__TASK OBJECTIVE__. Output range, inclusive: from the line containing "pub fn apply(&self, builder: ClientBuilder)" to the line containing "let proxy = proxy.map_err(|e|". Restate those lines from the data below word for word and only those.

---- EXTRACTED INFORMATION

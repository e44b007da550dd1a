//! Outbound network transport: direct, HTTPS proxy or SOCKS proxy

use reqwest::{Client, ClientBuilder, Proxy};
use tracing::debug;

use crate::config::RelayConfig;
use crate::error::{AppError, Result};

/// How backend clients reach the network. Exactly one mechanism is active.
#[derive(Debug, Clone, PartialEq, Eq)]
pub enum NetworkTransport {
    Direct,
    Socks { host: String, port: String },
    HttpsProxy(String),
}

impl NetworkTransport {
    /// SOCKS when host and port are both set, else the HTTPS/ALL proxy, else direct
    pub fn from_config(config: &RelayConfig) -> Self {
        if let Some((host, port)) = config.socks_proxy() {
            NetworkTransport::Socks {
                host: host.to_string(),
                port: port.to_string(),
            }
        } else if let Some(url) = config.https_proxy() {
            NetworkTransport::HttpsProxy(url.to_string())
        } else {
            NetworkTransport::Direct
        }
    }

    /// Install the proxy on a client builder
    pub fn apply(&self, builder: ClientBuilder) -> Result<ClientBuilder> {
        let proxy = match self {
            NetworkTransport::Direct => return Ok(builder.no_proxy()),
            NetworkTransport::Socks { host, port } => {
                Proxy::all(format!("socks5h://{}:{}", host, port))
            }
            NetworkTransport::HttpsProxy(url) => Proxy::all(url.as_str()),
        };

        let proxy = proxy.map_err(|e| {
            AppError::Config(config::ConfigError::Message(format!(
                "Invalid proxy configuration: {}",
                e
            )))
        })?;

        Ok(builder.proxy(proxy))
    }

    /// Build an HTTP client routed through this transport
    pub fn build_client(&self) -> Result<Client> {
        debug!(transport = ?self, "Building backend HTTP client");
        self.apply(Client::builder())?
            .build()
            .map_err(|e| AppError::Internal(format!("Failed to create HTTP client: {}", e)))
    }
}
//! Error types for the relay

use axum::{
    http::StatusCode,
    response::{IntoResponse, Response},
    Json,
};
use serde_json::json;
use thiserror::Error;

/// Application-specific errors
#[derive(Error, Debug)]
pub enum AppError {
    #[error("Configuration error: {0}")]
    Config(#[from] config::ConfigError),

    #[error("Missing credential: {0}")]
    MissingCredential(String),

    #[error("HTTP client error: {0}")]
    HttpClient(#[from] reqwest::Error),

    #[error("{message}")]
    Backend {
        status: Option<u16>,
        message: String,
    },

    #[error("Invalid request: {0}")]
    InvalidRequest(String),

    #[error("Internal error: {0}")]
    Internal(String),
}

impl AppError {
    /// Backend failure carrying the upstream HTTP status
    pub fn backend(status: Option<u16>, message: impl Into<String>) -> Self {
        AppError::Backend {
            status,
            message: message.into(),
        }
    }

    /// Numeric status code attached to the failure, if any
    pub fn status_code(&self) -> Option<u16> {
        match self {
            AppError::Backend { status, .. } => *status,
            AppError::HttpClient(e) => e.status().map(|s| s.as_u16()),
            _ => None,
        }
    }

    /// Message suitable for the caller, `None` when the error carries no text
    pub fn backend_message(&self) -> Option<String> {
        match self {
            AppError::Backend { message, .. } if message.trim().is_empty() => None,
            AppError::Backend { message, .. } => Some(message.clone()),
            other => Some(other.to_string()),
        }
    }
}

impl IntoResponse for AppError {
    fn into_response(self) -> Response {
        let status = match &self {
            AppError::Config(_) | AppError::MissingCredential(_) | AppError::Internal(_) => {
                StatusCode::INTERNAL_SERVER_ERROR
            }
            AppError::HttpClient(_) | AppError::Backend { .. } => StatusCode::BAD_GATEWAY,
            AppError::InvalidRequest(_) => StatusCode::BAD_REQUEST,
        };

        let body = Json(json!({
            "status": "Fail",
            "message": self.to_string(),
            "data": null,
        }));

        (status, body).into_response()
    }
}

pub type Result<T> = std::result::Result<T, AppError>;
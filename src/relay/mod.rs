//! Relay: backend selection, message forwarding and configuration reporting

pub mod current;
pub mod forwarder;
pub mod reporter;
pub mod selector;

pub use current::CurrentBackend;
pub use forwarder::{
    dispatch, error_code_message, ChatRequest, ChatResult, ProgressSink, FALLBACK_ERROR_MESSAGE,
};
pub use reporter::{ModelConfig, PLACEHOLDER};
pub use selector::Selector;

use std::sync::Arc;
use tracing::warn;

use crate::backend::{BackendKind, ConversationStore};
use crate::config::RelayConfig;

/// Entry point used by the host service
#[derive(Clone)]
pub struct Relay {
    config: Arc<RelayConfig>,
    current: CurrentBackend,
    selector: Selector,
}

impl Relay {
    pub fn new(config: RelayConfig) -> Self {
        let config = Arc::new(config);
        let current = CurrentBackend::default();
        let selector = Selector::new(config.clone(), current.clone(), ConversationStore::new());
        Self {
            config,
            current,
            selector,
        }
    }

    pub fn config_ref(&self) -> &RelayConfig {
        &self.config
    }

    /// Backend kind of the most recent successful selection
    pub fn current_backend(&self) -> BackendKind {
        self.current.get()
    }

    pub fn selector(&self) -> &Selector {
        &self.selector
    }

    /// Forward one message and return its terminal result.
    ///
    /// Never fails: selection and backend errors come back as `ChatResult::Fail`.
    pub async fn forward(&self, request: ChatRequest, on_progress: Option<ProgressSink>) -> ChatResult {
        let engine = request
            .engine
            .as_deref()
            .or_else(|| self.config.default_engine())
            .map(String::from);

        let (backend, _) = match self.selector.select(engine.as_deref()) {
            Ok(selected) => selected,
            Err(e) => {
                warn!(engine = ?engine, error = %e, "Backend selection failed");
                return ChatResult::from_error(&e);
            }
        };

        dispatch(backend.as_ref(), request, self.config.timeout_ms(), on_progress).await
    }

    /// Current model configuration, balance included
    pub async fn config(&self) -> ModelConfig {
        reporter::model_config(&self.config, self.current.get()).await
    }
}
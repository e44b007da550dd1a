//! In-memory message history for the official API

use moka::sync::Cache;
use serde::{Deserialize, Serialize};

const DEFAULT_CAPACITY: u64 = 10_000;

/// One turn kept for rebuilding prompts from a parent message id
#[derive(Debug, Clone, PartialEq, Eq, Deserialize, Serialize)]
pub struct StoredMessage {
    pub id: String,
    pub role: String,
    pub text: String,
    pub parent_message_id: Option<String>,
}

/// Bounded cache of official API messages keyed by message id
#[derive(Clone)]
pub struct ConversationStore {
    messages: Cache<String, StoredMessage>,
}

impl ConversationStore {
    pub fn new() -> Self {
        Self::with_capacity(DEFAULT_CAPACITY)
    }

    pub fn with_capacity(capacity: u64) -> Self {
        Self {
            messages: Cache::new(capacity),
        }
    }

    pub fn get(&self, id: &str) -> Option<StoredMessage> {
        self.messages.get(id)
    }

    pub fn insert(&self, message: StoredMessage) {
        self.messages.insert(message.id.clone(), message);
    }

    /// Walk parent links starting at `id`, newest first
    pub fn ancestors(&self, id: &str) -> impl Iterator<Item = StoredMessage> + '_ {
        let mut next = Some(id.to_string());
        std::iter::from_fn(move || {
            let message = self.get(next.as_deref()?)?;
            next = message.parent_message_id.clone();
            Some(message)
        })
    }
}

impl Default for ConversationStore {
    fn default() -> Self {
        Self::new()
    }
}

--------
---- EXTRACTED INFORMATION

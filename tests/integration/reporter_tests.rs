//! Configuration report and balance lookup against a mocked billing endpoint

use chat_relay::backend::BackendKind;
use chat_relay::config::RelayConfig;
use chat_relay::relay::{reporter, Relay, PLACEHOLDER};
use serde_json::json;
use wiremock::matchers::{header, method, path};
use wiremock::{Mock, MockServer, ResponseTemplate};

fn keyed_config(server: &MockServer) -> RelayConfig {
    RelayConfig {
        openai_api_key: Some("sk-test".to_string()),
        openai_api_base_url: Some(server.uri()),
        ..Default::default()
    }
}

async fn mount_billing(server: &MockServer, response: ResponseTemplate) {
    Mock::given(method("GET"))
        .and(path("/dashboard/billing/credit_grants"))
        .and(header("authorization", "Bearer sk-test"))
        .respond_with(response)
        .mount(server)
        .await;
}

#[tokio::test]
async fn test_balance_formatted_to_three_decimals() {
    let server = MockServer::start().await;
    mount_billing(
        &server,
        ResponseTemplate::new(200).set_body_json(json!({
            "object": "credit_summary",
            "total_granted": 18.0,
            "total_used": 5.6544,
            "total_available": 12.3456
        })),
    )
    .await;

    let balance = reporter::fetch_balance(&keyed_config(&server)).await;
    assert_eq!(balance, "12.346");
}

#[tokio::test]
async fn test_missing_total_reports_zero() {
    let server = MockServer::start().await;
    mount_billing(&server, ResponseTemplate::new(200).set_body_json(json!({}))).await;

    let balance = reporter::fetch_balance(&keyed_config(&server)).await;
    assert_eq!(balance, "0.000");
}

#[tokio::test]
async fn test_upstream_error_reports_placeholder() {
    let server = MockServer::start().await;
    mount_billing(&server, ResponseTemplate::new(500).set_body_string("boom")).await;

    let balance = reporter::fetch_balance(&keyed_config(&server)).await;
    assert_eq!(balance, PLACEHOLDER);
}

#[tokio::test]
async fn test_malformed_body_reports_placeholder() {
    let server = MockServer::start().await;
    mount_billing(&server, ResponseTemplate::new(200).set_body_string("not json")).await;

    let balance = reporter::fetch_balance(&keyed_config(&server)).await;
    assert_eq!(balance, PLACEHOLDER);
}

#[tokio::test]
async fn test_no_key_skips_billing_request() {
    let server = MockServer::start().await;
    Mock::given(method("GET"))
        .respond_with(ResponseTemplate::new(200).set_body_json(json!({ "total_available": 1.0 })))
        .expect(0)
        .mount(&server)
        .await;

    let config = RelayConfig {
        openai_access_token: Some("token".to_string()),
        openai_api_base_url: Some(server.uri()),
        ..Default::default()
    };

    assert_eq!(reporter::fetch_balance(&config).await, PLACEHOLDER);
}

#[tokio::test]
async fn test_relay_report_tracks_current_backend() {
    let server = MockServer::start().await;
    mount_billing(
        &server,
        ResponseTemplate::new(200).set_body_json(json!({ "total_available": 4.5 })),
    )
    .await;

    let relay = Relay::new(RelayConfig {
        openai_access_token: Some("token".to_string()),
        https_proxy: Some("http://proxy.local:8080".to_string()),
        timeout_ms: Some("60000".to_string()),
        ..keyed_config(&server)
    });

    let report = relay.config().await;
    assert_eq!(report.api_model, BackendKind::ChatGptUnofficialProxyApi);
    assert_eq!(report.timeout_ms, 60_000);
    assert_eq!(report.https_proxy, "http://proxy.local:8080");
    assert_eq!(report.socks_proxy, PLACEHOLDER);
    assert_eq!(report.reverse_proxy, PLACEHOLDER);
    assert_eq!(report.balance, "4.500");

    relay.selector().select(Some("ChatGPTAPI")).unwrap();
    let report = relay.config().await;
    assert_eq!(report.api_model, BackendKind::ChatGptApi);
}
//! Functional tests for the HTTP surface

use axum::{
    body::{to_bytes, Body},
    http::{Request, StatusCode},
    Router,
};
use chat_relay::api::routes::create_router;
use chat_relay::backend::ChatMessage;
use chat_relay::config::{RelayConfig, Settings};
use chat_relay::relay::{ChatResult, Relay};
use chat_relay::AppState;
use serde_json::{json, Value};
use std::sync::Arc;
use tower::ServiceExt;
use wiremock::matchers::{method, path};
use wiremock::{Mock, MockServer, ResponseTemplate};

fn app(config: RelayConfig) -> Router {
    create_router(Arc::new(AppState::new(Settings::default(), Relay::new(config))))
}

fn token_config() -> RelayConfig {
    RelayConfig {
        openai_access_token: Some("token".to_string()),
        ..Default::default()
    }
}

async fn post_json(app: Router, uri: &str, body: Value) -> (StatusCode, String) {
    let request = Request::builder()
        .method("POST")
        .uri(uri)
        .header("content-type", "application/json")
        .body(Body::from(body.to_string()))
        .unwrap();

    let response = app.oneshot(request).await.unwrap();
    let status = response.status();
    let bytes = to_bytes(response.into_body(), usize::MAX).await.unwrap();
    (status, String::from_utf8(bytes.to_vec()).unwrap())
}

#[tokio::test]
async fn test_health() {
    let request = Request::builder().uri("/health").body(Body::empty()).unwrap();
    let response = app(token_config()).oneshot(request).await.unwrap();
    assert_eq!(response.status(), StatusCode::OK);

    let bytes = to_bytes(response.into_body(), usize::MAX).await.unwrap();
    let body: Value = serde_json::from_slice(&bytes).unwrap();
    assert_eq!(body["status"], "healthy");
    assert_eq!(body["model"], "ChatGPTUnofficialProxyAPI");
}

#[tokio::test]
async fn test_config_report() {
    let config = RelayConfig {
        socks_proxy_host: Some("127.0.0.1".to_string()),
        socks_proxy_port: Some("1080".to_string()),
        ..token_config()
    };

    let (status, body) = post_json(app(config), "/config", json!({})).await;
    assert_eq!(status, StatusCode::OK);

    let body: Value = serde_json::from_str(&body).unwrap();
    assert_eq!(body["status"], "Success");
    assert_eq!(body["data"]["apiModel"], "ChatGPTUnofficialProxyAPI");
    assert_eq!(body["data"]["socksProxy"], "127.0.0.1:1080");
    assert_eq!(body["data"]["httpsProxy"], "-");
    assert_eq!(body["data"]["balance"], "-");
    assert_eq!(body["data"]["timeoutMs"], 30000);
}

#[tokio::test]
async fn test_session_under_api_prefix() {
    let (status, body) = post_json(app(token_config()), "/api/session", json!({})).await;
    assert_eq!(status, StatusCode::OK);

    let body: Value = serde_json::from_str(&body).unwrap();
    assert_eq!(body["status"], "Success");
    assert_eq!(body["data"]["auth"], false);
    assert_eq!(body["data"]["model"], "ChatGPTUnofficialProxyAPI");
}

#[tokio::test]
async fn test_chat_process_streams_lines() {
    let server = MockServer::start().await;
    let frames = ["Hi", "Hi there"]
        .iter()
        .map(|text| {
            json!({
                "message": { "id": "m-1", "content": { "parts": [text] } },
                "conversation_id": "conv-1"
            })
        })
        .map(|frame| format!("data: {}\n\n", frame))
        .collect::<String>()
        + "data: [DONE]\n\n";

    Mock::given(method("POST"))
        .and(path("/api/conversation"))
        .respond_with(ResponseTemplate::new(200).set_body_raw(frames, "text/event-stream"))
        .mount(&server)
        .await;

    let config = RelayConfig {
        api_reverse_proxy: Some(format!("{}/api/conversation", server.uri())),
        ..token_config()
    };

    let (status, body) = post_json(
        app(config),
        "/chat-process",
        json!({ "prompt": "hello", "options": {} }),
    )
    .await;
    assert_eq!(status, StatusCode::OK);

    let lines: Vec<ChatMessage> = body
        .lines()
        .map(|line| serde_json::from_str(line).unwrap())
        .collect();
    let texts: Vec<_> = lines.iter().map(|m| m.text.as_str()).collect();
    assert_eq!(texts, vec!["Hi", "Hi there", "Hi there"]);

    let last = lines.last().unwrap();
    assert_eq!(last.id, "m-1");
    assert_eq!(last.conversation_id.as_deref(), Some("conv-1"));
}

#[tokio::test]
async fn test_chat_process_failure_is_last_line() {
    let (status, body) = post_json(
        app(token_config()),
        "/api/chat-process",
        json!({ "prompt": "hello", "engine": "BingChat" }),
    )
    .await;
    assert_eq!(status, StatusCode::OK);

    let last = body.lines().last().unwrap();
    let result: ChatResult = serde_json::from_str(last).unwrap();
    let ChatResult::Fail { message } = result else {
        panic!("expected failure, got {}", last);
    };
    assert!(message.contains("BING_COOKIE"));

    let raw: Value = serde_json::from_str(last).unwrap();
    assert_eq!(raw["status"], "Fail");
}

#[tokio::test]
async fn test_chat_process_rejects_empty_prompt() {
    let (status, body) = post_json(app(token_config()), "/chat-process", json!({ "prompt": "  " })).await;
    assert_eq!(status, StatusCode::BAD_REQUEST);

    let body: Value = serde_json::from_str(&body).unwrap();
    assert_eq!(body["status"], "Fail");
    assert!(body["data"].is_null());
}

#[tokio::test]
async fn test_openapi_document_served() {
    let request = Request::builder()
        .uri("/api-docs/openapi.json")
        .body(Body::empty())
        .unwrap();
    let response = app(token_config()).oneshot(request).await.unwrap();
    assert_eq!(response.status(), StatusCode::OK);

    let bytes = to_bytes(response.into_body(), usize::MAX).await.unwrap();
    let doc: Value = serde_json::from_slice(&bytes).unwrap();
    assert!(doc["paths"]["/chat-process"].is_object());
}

--------

__RESPONSE BOX__.
    pub fn apply(&self, builder: ClientBuilder) -> Result<ClientBuilder> {
        let proxy = match self {
            NetworkTransport::Direct => return Ok(builder.no_proxy()),
            NetworkTransport::Socks { host, port } => {
                Proxy::all(format!("socks5h://{}:{}", host, port))
            }
            NetworkTransport::HttpsProxy(url) => Proxy::all(url.as_str()),
        };

        let proxy = proxy.map_err(|e| {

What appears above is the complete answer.